Bay Region has recorded the highest number of new internally displaced people (IDPs) arriving in various camps. This movement adds further strain to the needs of the population suffering from the consequences of the drought in the most affected districts: Baidoa and Burhakaba. Conditions in these two districts have been deteriorating for months, and the population remains extremely vulnerable to famine (December 2022 IPC Analysis).
Political instability and fights against armed militias in south-central Somalia also exacerbates the situation. These unpredictable fights make it difficult for humanitarian aid to reach those in dire need in the inner parts of the countryside. The populations from Bakool and Lower Shabelle regions seek refuge in Baidoa, the town hosting the second-largest displaced population in Somalia, in the hope of finding employment opportunities and accessing humanitarian assistance.
Thanks to the support of USAID Bureau of Humanitarian Assistance (USAID/BHA), ACTED, in partnership with World Vision, has been providing opportunities for approximately 5,000 ultra-poor families in Baidoa to meet their basic needs.
To ensure that the assistance reaches the target group, a vulnerability assessment was first conducted to identify those most in need.

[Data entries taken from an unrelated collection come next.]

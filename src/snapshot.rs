//! Source snapshots
//!
//! The catalog is built from a directory tree holding the documentation pages and the
//! chain specifications. A [`SnapshotSource`] produces that tree, either by cloning the
//! upstream repository into a temporary directory or by pointing at an existing checkout.

use anyhow::{bail, Context, Result};
use git2::{build::RepoBuilder, FetchOptions, Repository};
use std::path::{Path, PathBuf};
use tempfile::TempDir;
use tracing::{debug, info};

/// A directory tree to extract the catalog from
#[derive(Debug)]
pub struct Snapshot {
    root: PathBuf,
    // Deletes the clone on drop
    checkout: Option<TempDir>,
}

impl Snapshot {
    /// Wrap a directory owned by someone else; closing it leaves the files in place.
    pub fn borrowed(root: PathBuf) -> Self {
        Self {
            root,
            checkout: None,
        }
    }

    /// Take ownership of a temporary directory; closing it deletes the files.
    pub fn owned(checkout: TempDir) -> Self {
        Self {
            root: checkout.path().to_path_buf(),
            checkout: Some(checkout),
        }
    }

    pub fn root(&self) -> &Path {
        &self.root
    }

    /// Release the snapshot, removing it from disk if it was a temporary clone.
    pub fn close(self) -> Result<()> {
        if let Some(checkout) = self.checkout {
            let path = checkout.path().to_path_buf();
            checkout
                .close()
                .with_context(|| format!("Failed to remove snapshot at {}", path.display()))?;
            debug!(path = %path.display(), "removed snapshot");
        }
        Ok(())
    }
}

/// Provider of a source snapshot
pub trait SnapshotSource {
    /// Produce a snapshot. Blocking.
    fn fetch_snapshot(&self) -> Result<Snapshot>;

    /// Human-readable description for logs
    fn describe(&self) -> String;
}

/// Shallow clone of a remote repository, submodules included
#[derive(Debug, Clone)]
pub struct GitSnapshotSource {
    url: String,
    branch: String,
}

impl GitSnapshotSource {
    pub fn new(url: impl Into<String>, branch: impl Into<String>) -> Self {
        Self {
            url: url.into(),
            branch: branch.into(),
        }
    }
}

fn update_submodules(repo: &Repository) -> Result<(), git2::Error> {
    for mut submodule in repo.submodules()? {
        debug!(name = submodule.name().unwrap_or("<non-utf8>"), "updating submodule");
        submodule.update(true, None)?;
        let nested = submodule.open()?;
        update_submodules(&nested)?;
    }
    Ok(())
}

impl SnapshotSource for GitSnapshotSource {
    fn fetch_snapshot(&self) -> Result<Snapshot> {
        let checkout = tempfile::Builder::new()
            .prefix("rollup-codes-")
            .tempdir()
            .context("Failed to create temporary directory")?;

        info!(url = %self.url, branch = %self.branch, "cloning repository");

        let mut fetch_options = FetchOptions::new();
        fetch_options.depth(1);

        let repo = RepoBuilder::new()
            .branch(&self.branch)
            .fetch_options(fetch_options)
            .clone(&self.url, checkout.path())
            .with_context(|| format!("Failed to clone {}", self.url))?;

        update_submodules(&repo)
            .with_context(|| format!("Failed to update submodules of {}", self.url))?;

        info!(path = %checkout.path().display(), "repository cloned");
        Ok(Snapshot::owned(checkout))
    }

    fn describe(&self) -> String {
        format!("git {} ({})", self.url, self.branch)
    }
}

/// An existing checkout on the local filesystem
#[derive(Debug, Clone)]
pub struct LocalSnapshotSource {
    root: PathBuf,
}

impl LocalSnapshotSource {
    pub fn new(root: impl Into<PathBuf>) -> Self {
        Self { root: root.into() }
    }
}

impl SnapshotSource for LocalSnapshotSource {
    fn fetch_snapshot(&self) -> Result<Snapshot> {
        if !self.root.is_dir() {
            bail!("Local snapshot {} is not a directory", self.root.display());
        }
        Ok(Snapshot::borrowed(self.root.clone()))
    }

    fn describe(&self) -> String {
        format!("local {}", self.root.display())
    }
}

#[cfg(test)]
mod tests {
    use super::*;

    /// Test that a local source hands back its directory and leaves it in place
    #[test]
    fn test_local_snapshot_is_borrowed() {
        let dir = TempDir::new().unwrap();
        let source = LocalSnapshotSource::new(dir.path());

        let snapshot = source.fetch_snapshot().unwrap();
        assert_eq!(snapshot.root(), dir.path());
        snapshot.close().unwrap();

        assert!(dir.path().exists());
    }

    #[test]
    fn test_local_snapshot_missing_directory() {
        let source = LocalSnapshotSource::new("/definitely/not/a/checkout");
        let err = source.fetch_snapshot().unwrap_err();
        assert!(err.to_string().contains("is not a directory"));
    }

    /// Test that closing an owned snapshot deletes it
    #[test]
    fn test_owned_snapshot_removed_on_close() {
        let checkout = TempDir::new().unwrap();
        let path = checkout.path().to_path_buf();
        std::fs::write(path.join("marker"), "x").unwrap();

        let snapshot = Snapshot::owned(checkout);
        assert_eq!(snapshot.root(), path.as_path());
        snapshot.close().unwrap();

        assert!(!path.exists());
    }

    #[test]
    fn test_git_source_describe() {
        let source = GitSnapshotSource::new("https://example.org/repo.git", "main");
        assert_eq!(source.describe(), "git https://example.org/repo.git (main)");
    }
}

Persons with disabilities, female-headed families and the elderly were prioritised. The selected beneficiaries received Multi-Purpose Cash Assistance (MPCA), an amount of cash they can use to provide for the vital needs of their families.
In addition to addressing immediate needs, this assistance is designed to support the beneficiaries secure stable livelihoods as a step towards self-resilience. Indeed, every supported individual joined a Village, Saving and Loan Association (VSLA), to increase access and control over their resources. A VSLA is a self-managed savings group whose members pool their savings to create a source of loan fund – allowing them to access small credits and emergency insurance. VSLA aims to reduce the poverty level of the members, empower them and reduce their vulnerability to hunger by enabling them to purchase essentials during the drought.

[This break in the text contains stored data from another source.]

//! Rollup Codes MCP Server - Entry point

use anyhow::{Context, Result};
use clap::Parser;
use rmcp::{service::ServiceExt, transport::stdio};
use std::path::PathBuf;
use tracing_subscriber::EnvFilter;

use rollup_codes_mcp::{config::Config, initialize_catalog, RollupCodesHandler};

/// Rollup Codes MCP Server - rollup metadata for agents
#[derive(Parser, Debug)]
#[command(name = "rollup-codes-mcp")]
#[command(author, version, about, long_about = None)]
struct Cli {
    /// Path to configuration file
    #[arg(short, long, value_name = "FILE")]
    config: Option<String>,

    /// Read an existing checkout instead of cloning the repository
    #[arg(long, value_name = "DIR")]
    local: Option<PathBuf>,

    /// Repository to clone
    #[arg(long, value_name = "URL")]
    repository: Option<String>,

    /// Branch to clone
    #[arg(long, value_name = "NAME")]
    branch: Option<String>,
}

impl Cli {
    fn apply_overrides(&self, config: &mut Config) {
        if let Some(local) = &self.local {
            config.local_path = Some(local.clone());
        }
        if let Some(repository) = &self.repository {
            config.repository_url = repository.clone();
        }
        if let Some(branch) = &self.branch {
            config.branch = branch.clone();
        }
    }
}

#[tokio::main]
async fn main() -> Result<()> {
    // stdout carries the MCP protocol, so logs go to stderr
    tracing_subscriber::fmt()
        .with_env_filter(
            EnvFilter::try_from_default_env().unwrap_or_else(|_| EnvFilter::new("info")),
        )
        .with_writer(std::io::stderr)
        .init();

    let cli = Cli::parse();

    let mut config = match cli.config {
        Some(ref config_path) => Config::from_file(config_path)?,
        None => Config::load_default(),
    };
    cli.apply_overrides(&mut config);

    // Clone and extraction are blocking file and network I/O
    let catalog = tokio::task::spawn_blocking(move || {
        let source = config.snapshot_source();
        initialize_catalog(&*source, &config)
    })
    .await
    .context("Catalog initialization task failed")??;

    let handler = RollupCodesHandler::new(catalog);

    let service = handler
        .serve(stdio())
        .await
        .inspect_err(|e| tracing::error!("Server error: {}", e))?;

    tracing::info!("rollup-codes MCP server running on stdio");
    service.waiting().await?;

    tracing::info!("rollup-codes MCP server shutting down");
    Ok(())
}
//! Rollup Codes MCP Server
//!
//! A Model Context Protocol (MCP) server that exposes structured rollup metadata (chain IDs,
//! opcodes, precompiles, system contracts, timing parameters, messaging costs and RPC-call
//! differences) extracted from the rollup.codes documentation repository.

pub mod catalog;
pub mod chain_spec;
pub mod config;
pub mod error;
pub mod markdown;
pub mod server;
pub mod snapshot;
pub mod tools;

pub use catalog::{initialize_catalog, Catalog};
pub use server::RollupCodesHandler;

ACTED conducts financial literacy training for the VSLA members who are then provided with lockable cash boxes, passbooks, rubber stamps, calculators, and fabric moneybags to facilitate the accounting, recording, and safekeeping of the money collected.

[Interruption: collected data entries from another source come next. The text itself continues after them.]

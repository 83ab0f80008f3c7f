//! MCP server handler implementation

use anyhow::Result;
use rmcp::{
    model::*,
    service::{RequestContext, RoleServer},
    ErrorData as McpError, ServerHandler,
};
use std::sync::Arc;

use crate::catalog::Catalog;
use crate::tools;

const CATALOG_URI: &str = "rollups://catalog";
const DIAGNOSTICS_URI: &str = "rollups://diagnostics";

/// MCP server handler
#[derive(Clone)]
pub struct RollupCodesHandler {
    catalog: Arc<Catalog>,
    tools: Arc<Vec<Tool>>,
}

impl RollupCodesHandler {
    pub fn new(catalog: Catalog) -> Self {
        let tools = tools::get_catalog_tools(&catalog);
        Self {
            catalog: Arc::new(catalog),
            tools: Arc::new(tools),
        }
    }

    pub fn catalog(&self) -> &Catalog {
        &self.catalog
    }

    pub fn tool_list(&self) -> &[Tool] {
        &self.tools
    }

    fn json_resource<T: serde::Serialize>(
        uri: String,
        value: &T,
    ) -> Result<ReadResourceResult, McpError> {
        let json = serde_json::to_string_pretty(value)
            .map_err(|e| McpError::internal_error(e.to_string(), None))?;

        Ok(ReadResourceResult {
            contents: vec![ResourceContents::TextResourceContents {
                uri,
                mime_type: Some("application/json".to_string()),
                text: json,
                meta: None,
            }],
        })
    }

    /// Read a resource by URI
    pub fn read_resource_uri(&self, uri: String) -> Result<ReadResourceResult, McpError> {
        match uri.as_str() {
            CATALOG_URI => Self::json_resource(uri, &self.catalog.list_rollups()),
            DIAGNOSTICS_URI => Self::json_resource(uri, &self.catalog.diagnostics()),
            _ => Err(McpError::invalid_params(
                format!("Unknown resource URI: {}", uri),
                None,
            )),
        }
    }
}

impl ServerHandler for RollupCodesHandler {
    fn get_info(&self) -> ServerInfo {
        ServerInfo {
            protocol_version: ProtocolVersion::default(),
            capabilities: ServerCapabilities {
                prompts: None,
                resources: Some(ResourcesCapability {
                    subscribe: None,
                    list_changed: None,
                }),
                tools: Some(ToolsCapability {
                    list_changed: None,
                }),
                logging: None,
                completions: None,
                experimental: None,
            },
            server_info: Implementation {
                name: "rollup-codes-mcp".to_string(),
                version: env!("CARGO_PKG_VERSION").to_string(),
                title: Some("Rollup Codes MCP Server".to_string()),
                icons: None,
                website_url: Some("https://www.rollup.codes".to_string()),
            },
            instructions: Some("MCP server exposing rollup metadata from rollup.codes: chain IDs, opcodes, precompiles, system contracts, timing parameters, messaging costs and RPC differences, per rollup and execution environment".into()),
        }
    }

    async fn list_tools(
        &self,
        _request: Option<PaginatedRequestParam>,
        _context: RequestContext<RoleServer>,
    ) -> Result<ListToolsResult, McpError> {
        Ok(ListToolsResult {
            tools: self.tools.to_vec(),
            next_cursor: None,
        })
    }

    async fn list_resources(
        &self,
        _request: Option<PaginatedRequestParam>,
        _context: RequestContext<RoleServer>,
    ) -> Result<ListResourcesResult, McpError> {
        let mut catalog_resource = RawResource::new(CATALOG_URI, "Rollup Catalog");
        catalog_resource.description =
            Some("All rollups in the catalog with their titles and descriptions".to_string());
        catalog_resource.mime_type = Some("application/json".to_string());

        let mut diagnostics_resource = RawResource::new(DIAGNOSTICS_URI, "Source Diagnostics");
        diagnostics_resource.description = Some(
            "Specification files and documentation pages that could not be used while building the catalog"
                .to_string(),
        );
        diagnostics_resource.mime_type = Some("application/json".to_string());

        Ok(ListResourcesResult {
            resources: vec![
                catalog_resource.no_annotation(),
                diagnostics_resource.no_annotation(),
            ],
            next_cursor: None,
        })
    }

    async fn read_resource(
        &self,
        request: ReadResourceRequestParam,
        _context: RequestContext<RoleServer>,
    ) -> Result<ReadResourceResult, McpError> {
        self.read_resource_uri(request.uri)
    }

    async fn call_tool(
        &self,
        request: CallToolRequestParam,
        _context: RequestContext<RoleServer>,
    ) -> Result<CallToolResult, McpError> {
        tools::dispatch(&self.catalog, &request.name, &request.arguments).unwrap_or_else(|| {
            Err(McpError::invalid_params(
                format!("Unknown tool: {}", request.name),
                None,
            ))
        })
    }
}

#[cfg(test)]
mod tests {
    use super::*;
    use crate::catalog::fixtures::{docs_dir, snapshot_tree, specs_dir};
    use tempfile::TempDir;

    fn create_test_handler() -> (TempDir, RollupCodesHandler) {
        let root = snapshot_tree();
        let catalog = Catalog::build(&specs_dir(&root), &docs_dir(&root)).unwrap();
        (root, RollupCodesHandler::new(catalog))
    }

    /// Test that server info contains correct name, version, and instructions
    #[test]
    fn test_get_info_returns_valid_server_info() {
        let (_root, handler) = create_test_handler();
        let info = handler.get_info();

        assert_eq!(info.server_info.name, "rollup-codes-mcp");
        assert_eq!(info.server_info.version, env!("CARGO_PKG_VERSION"));
        assert_eq!(
            info.server_info.title,
            Some("Rollup Codes MCP Server".to_string())
        );
        assert!(info.instructions.is_some());
    }

    /// Test that server advertises correct MCP capabilities (resources, tools, but not prompts)
    #[test]
    fn test_get_info_capabilities() {
        let (_root, handler) = create_test_handler();
        let info = handler.get_info();

        assert!(info.capabilities.resources.is_some());
        assert!(info.capabilities.tools.is_some());
        assert!(info.capabilities.prompts.is_none());
    }

    /// Test that the tool list is computed once from the catalog
    #[test]
    fn test_tool_list() {
        let (_root, handler) = create_test_handler();
        assert_eq!(handler.tool_list().len(), 3);
        assert_eq!(handler.catalog().len(), 3);
    }

    /// Test that clones share the same catalog
    #[test]
    fn test_handler_is_clone() {
        let (_root, handler) = create_test_handler();
        let cloned = handler.clone();
        assert!(Arc::ptr_eq(&handler.catalog, &cloned.catalog));
    }

    #[test]
    fn test_read_catalog_resource() {
        let (_root, handler) = create_test_handler();
        let result = handler.read_resource_uri(CATALOG_URI.to_string()).unwrap();

        let ResourceContents::TextResourceContents { text, mime_type, .. } = &result.contents[0]
        else {
            panic!("expected text resource");
        };
        assert_eq!(mime_type.as_deref(), Some("application/json"));
        let rollups: serde_json::Value = serde_json::from_str(text).unwrap();
        assert_eq!(rollups[2]["name"], "zksync-era");
    }

    /// Test that the diagnostics resource lists the broken fixture sources
    #[test]
    fn test_read_diagnostics_resource() {
        let (_root, handler) = create_test_handler();
        let result = handler
            .read_resource_uri(DIAGNOSTICS_URI.to_string())
            .unwrap();

        let ResourceContents::TextResourceContents { text, .. } = &result.contents[0] else {
            panic!("expected text resource");
        };
        let diagnostics: serde_json::Value = serde_json::from_str(text).unwrap();
        assert_eq!(diagnostics.as_array().unwrap().len(), 2);
        assert_eq!(diagnostics[0]["rollup"], "scroll");
    }

    #[test]
    fn test_read_unknown_resource() {
        let (_root, handler) = create_test_handler();
        assert!(handler
            .read_resource_uri("rollups://unknown".to_string())
            .is_err());
    }
}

The establishment of these groups relies solely on the goodwill of the community. They usually have between 15 and 20 members per group, who choose leaders among themselves. The leaders include a chairperson, secretary, money counters and box holders. The groups follow a constitution, which describes how the operations are to be conducted.
Members make a monthly contribution from the cash assistance they receive, which is recorded in a passbook and a ledger for reference. They also contribute to a social fund which serves as a relief fund to deal with any medical or educational emergency that may befall a member.
Baidoa has a total of 117 VSLA groups with a total of 2,642 members. After saving, members are eligible for loans, which they must reimburse before the group’s share-out period. Most groups redistribute the money after 11 months, with each member receiving their share according to their savings over that period.
Those who take out loans use them on income-generating activities, such as running a business, while others save to have enough money to purchase parcels of land that they can use to settle down with their families.
Yusuf* is a 38-year-old father of four. He fled from Gurbaan village, Diinsoor town, where he was a farmer.
Due to recurrent droughts, he lost his source of income and moved to the Dust IDP camp. After qualifying as a beneficiary of the MPCA funds, Yusuf used the funds received to open a small kiosk where he sells items like milk, sugar, and tea leaves.
His business is doing well. Yusuf has been able to generate income, which he now uses to buy essential commodities for his family, pay school fees for his children and cover medical bills.
This USAID/BHA funded project, implemented by ACTED and World Vision Somalia, provides assistance through cash distributions to ultra-poor people and gives them a chance for resilience.
The drought has affected thousands of livelihoods in Somalia. Yusuf’s story is but one example of how ACTED and its partners are alleviating the consequences of the drought. Providing life-saving assistance and durable solutions to displaced families remains the priority.